[[ Entries shown, beginning ]]
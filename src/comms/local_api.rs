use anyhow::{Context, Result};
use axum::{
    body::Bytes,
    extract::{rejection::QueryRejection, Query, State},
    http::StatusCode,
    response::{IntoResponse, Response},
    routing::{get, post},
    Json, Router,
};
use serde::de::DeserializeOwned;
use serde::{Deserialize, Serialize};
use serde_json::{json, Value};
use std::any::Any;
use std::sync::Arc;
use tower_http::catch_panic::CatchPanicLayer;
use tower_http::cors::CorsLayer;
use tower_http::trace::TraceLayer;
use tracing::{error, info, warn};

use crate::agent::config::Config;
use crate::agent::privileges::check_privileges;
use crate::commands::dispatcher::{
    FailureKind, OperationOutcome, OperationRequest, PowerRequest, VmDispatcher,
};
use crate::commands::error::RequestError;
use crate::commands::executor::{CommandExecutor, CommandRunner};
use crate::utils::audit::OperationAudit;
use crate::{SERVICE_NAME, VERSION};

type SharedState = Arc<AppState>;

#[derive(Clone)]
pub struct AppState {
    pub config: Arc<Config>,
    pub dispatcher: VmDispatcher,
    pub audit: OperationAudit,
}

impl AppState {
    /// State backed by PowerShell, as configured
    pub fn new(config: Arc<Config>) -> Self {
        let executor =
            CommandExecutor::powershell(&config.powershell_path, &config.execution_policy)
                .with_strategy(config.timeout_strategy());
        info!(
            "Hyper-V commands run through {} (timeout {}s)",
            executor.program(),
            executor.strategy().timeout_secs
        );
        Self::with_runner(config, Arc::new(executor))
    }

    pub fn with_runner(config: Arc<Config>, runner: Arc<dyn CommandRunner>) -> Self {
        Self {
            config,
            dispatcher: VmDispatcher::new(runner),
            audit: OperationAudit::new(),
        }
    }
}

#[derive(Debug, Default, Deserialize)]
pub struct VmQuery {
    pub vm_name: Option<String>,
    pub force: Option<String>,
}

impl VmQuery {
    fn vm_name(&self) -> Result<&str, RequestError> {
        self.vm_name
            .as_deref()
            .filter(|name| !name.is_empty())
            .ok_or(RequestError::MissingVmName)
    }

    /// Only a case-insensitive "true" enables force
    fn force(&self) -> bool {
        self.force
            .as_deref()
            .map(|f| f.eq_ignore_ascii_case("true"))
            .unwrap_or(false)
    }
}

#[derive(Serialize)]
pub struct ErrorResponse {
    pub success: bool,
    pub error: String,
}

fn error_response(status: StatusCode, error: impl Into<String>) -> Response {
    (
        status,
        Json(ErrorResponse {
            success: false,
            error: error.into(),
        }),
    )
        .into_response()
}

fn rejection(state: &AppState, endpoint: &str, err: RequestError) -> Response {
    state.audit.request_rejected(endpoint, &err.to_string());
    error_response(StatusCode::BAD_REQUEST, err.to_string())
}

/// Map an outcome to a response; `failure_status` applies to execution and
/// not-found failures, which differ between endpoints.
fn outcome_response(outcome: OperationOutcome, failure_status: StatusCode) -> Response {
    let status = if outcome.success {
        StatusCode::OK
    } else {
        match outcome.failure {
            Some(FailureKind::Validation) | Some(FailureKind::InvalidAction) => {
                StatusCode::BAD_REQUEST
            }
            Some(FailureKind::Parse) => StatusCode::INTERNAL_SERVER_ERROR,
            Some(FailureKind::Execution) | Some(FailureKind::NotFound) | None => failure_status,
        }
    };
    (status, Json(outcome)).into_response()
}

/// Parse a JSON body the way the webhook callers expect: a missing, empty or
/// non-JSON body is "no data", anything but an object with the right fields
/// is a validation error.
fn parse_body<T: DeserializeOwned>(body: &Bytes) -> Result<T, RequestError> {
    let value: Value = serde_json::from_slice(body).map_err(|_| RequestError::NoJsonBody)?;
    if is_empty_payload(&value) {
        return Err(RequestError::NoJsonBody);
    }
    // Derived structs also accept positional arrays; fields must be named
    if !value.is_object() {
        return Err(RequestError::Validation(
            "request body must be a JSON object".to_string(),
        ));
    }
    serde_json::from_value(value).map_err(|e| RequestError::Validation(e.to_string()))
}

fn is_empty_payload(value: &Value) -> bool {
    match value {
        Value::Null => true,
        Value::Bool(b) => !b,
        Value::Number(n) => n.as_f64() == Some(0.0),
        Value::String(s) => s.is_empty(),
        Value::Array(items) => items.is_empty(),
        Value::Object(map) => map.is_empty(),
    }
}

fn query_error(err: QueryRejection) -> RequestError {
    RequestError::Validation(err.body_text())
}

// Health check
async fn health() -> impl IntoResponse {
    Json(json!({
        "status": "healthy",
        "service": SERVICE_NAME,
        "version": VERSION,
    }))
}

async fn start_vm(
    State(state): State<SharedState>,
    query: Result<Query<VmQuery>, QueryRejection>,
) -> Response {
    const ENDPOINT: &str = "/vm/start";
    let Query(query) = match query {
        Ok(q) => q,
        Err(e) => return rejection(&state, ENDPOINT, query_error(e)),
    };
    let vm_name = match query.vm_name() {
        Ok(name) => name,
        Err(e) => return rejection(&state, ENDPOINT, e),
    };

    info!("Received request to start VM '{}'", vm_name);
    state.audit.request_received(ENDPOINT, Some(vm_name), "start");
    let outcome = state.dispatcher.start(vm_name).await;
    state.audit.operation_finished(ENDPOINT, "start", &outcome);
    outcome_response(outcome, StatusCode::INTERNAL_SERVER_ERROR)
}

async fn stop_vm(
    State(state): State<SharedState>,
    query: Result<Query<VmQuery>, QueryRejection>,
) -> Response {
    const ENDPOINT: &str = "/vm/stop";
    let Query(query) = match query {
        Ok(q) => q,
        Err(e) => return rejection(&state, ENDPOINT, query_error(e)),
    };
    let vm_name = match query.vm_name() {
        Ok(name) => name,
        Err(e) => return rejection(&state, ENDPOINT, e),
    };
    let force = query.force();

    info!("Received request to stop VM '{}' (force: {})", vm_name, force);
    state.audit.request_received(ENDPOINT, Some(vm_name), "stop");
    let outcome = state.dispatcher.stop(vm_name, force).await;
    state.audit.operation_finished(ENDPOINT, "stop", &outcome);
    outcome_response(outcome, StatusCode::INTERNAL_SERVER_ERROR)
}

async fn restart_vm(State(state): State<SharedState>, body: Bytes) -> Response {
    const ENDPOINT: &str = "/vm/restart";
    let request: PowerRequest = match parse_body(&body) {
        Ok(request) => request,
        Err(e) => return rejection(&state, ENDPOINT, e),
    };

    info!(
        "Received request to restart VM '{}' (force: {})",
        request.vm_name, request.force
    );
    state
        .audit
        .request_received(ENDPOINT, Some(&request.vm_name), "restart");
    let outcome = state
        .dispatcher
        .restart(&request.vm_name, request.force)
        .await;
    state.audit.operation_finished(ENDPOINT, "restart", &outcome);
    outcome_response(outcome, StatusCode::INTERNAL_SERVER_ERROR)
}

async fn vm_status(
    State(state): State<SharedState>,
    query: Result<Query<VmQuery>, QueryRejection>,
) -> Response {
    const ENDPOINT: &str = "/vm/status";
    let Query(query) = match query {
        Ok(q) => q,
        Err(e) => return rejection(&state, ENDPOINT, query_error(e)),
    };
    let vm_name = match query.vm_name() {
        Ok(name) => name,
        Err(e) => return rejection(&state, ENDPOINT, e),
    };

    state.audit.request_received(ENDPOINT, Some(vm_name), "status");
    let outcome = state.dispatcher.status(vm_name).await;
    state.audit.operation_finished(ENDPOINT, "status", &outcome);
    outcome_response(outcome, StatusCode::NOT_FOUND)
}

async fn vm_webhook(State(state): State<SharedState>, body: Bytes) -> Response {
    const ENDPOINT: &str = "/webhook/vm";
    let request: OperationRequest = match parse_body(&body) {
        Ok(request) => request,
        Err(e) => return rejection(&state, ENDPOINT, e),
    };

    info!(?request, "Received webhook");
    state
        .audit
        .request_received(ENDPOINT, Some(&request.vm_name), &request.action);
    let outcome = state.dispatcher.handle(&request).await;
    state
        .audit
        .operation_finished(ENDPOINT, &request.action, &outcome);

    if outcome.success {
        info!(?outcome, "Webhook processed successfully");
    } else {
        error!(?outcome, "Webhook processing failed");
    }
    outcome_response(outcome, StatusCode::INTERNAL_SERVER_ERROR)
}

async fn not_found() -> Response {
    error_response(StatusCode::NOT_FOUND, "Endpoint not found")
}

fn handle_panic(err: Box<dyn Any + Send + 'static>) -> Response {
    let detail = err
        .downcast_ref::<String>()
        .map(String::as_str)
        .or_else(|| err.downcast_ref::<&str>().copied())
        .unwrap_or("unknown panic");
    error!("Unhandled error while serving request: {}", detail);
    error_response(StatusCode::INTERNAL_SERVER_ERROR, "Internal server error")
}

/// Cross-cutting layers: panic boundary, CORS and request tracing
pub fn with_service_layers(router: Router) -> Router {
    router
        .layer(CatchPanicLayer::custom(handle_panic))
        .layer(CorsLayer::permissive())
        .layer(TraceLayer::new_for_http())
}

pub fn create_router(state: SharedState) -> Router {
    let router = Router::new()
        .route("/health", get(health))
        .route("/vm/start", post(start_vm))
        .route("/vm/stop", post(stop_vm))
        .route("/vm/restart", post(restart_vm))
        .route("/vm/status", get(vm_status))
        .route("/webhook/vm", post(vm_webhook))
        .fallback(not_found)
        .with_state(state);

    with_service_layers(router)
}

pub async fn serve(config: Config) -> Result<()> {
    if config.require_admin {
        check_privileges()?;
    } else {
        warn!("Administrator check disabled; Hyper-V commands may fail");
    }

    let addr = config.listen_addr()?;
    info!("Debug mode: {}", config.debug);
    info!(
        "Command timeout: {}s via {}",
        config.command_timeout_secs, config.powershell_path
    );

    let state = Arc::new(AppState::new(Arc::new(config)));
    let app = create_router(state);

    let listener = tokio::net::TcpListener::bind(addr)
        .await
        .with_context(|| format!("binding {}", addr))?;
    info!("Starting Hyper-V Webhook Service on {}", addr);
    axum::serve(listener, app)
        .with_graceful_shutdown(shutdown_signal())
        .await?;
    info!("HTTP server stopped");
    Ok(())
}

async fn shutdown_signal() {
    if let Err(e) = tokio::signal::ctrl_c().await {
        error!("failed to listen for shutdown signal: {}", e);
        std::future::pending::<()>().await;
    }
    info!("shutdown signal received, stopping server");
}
[[ Entries shown, end ]]
Work to be completed: Leave out every line above except those from the line with "use std::sync::Arc;" up to and including the line with "commands run through", and copy those exactly.

Answer box:
use std::sync::Arc;
use tower_http::catch_panic::CatchPanicLayer;
use tower_http::cors::CorsLayer;
use tower_http::trace::TraceLayer;
use tracing::{error, info, warn};

use crate::agent::config::Config;
use crate::agent::privileges::check_privileges;
use crate::commands::dispatcher::{
    FailureKind, OperationOutcome, OperationRequest, PowerRequest, VmDispatcher,
};
use crate::commands::error::RequestError;
use crate::commands::executor::{CommandExecutor, CommandRunner};
use crate::utils::audit::OperationAudit;
use crate::{SERVICE_NAME, VERSION};

type SharedState = Arc<AppState>;

#[derive(Clone)]
pub struct AppState {
    pub config: Arc<Config>,
    pub dispatcher: VmDispatcher,
    pub audit: OperationAudit,
}

impl AppState {
    /// State backed by PowerShell, as configured
    pub fn new(config: Arc<Config>) -> Self {
        let executor =
            CommandExecutor::powershell(&config.powershell_path, &config.execution_policy)
                .with_strategy(config.timeout_strategy());
        info!(
            "Hyper-V commands run through {} (timeout {}s)",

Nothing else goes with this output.